→ **Activity**: A complete response lists each line of the data below that includes the word "carry".

(Stored data entries)
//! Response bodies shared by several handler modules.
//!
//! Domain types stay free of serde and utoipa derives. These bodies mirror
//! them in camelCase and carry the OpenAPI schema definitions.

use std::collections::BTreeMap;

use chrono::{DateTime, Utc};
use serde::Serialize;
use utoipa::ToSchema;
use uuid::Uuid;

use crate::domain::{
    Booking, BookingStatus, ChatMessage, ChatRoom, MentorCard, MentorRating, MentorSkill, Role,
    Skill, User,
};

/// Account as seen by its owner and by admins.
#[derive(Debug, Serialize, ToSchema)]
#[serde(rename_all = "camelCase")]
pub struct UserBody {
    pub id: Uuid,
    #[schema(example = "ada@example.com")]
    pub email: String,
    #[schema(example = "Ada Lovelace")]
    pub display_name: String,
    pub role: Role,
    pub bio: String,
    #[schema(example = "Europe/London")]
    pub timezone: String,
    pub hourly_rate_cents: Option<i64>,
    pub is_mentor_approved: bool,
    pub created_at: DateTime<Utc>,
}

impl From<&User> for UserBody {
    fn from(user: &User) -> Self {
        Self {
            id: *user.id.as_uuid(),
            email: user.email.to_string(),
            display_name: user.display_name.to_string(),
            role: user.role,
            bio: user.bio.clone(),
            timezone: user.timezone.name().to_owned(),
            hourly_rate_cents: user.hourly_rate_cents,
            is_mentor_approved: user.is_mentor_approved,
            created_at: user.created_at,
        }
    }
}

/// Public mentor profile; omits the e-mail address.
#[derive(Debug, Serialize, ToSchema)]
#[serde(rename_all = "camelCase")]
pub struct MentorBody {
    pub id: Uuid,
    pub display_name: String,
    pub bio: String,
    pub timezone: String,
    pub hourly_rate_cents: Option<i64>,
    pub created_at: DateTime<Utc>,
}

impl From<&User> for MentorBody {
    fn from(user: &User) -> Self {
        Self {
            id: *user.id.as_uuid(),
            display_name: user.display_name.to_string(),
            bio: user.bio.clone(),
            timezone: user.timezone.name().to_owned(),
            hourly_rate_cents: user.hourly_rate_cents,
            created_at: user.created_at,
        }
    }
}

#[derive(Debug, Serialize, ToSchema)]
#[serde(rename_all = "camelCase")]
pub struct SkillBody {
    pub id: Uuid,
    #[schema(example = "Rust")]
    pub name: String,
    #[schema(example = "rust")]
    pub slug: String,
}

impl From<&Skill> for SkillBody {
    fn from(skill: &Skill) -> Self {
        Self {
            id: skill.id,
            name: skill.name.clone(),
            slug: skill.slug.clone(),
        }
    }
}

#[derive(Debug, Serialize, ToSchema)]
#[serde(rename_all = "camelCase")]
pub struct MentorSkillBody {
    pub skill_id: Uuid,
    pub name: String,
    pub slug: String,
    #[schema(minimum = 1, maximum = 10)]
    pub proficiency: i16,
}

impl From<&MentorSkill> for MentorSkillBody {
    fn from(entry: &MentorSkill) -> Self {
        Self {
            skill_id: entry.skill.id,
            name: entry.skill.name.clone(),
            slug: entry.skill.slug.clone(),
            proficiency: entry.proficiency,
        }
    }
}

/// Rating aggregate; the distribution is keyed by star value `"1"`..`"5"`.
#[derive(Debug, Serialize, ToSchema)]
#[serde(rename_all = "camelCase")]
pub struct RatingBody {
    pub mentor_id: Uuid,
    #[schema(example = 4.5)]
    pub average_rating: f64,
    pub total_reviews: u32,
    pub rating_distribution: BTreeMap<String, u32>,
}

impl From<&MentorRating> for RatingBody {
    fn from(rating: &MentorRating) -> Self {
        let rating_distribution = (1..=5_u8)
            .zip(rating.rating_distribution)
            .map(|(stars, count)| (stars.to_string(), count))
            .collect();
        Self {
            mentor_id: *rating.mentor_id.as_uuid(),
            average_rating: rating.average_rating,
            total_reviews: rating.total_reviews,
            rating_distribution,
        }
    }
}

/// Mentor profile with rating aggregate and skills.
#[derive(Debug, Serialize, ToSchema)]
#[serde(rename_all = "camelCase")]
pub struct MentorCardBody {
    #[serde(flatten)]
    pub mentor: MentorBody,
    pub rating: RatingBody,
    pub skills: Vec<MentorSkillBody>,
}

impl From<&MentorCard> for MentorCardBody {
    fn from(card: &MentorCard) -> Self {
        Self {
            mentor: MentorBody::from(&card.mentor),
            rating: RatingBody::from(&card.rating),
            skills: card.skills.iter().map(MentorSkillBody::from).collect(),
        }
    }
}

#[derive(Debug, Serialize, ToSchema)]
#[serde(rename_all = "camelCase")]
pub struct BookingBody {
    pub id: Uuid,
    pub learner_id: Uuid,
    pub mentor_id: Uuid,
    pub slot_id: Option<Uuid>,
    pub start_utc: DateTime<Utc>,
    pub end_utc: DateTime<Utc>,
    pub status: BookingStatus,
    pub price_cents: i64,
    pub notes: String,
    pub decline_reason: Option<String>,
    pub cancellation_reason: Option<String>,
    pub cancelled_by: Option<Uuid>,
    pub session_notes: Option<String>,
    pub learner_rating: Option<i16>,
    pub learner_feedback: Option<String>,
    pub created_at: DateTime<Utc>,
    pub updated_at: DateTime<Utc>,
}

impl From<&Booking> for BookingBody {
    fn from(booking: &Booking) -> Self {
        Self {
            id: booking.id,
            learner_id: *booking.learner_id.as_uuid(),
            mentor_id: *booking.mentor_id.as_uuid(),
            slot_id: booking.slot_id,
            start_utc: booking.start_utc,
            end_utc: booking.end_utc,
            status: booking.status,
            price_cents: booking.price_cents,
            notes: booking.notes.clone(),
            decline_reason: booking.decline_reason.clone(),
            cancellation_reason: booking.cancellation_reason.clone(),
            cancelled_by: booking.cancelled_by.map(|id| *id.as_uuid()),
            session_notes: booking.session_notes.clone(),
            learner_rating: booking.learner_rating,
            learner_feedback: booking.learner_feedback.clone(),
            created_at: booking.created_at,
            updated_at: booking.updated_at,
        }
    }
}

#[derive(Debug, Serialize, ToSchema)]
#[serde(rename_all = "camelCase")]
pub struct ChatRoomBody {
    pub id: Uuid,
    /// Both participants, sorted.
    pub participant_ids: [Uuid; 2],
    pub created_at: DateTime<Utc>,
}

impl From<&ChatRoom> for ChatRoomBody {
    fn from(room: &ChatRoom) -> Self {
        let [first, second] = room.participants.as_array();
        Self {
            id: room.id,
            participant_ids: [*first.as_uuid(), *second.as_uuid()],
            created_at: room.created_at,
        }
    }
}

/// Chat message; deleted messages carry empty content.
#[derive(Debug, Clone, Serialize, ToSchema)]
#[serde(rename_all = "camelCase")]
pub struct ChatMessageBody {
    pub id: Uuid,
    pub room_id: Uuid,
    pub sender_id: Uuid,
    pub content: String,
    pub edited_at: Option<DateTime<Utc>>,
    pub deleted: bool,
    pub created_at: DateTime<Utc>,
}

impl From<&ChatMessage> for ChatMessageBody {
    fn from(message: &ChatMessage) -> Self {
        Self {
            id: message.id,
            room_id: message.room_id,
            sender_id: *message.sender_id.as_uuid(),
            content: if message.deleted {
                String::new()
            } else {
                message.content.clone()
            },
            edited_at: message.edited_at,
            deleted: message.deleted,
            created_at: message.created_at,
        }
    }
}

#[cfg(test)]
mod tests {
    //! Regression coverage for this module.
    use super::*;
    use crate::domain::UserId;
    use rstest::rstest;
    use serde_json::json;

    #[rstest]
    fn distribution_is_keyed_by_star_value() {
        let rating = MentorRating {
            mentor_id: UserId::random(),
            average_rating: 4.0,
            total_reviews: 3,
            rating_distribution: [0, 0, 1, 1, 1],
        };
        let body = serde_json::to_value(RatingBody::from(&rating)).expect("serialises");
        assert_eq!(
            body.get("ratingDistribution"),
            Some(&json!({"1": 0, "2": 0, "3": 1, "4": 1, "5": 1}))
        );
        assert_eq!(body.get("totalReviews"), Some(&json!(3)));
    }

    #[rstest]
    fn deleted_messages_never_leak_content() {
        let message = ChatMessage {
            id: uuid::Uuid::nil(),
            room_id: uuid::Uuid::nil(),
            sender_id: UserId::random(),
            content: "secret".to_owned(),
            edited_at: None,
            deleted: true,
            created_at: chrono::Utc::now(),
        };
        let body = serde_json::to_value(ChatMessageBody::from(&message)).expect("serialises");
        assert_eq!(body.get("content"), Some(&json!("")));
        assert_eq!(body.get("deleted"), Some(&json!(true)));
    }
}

→ **Expected answer**:
//! them in camelCase and carry the OpenAPI schema definitions.
/// Chat message; deleted messages carry empty content.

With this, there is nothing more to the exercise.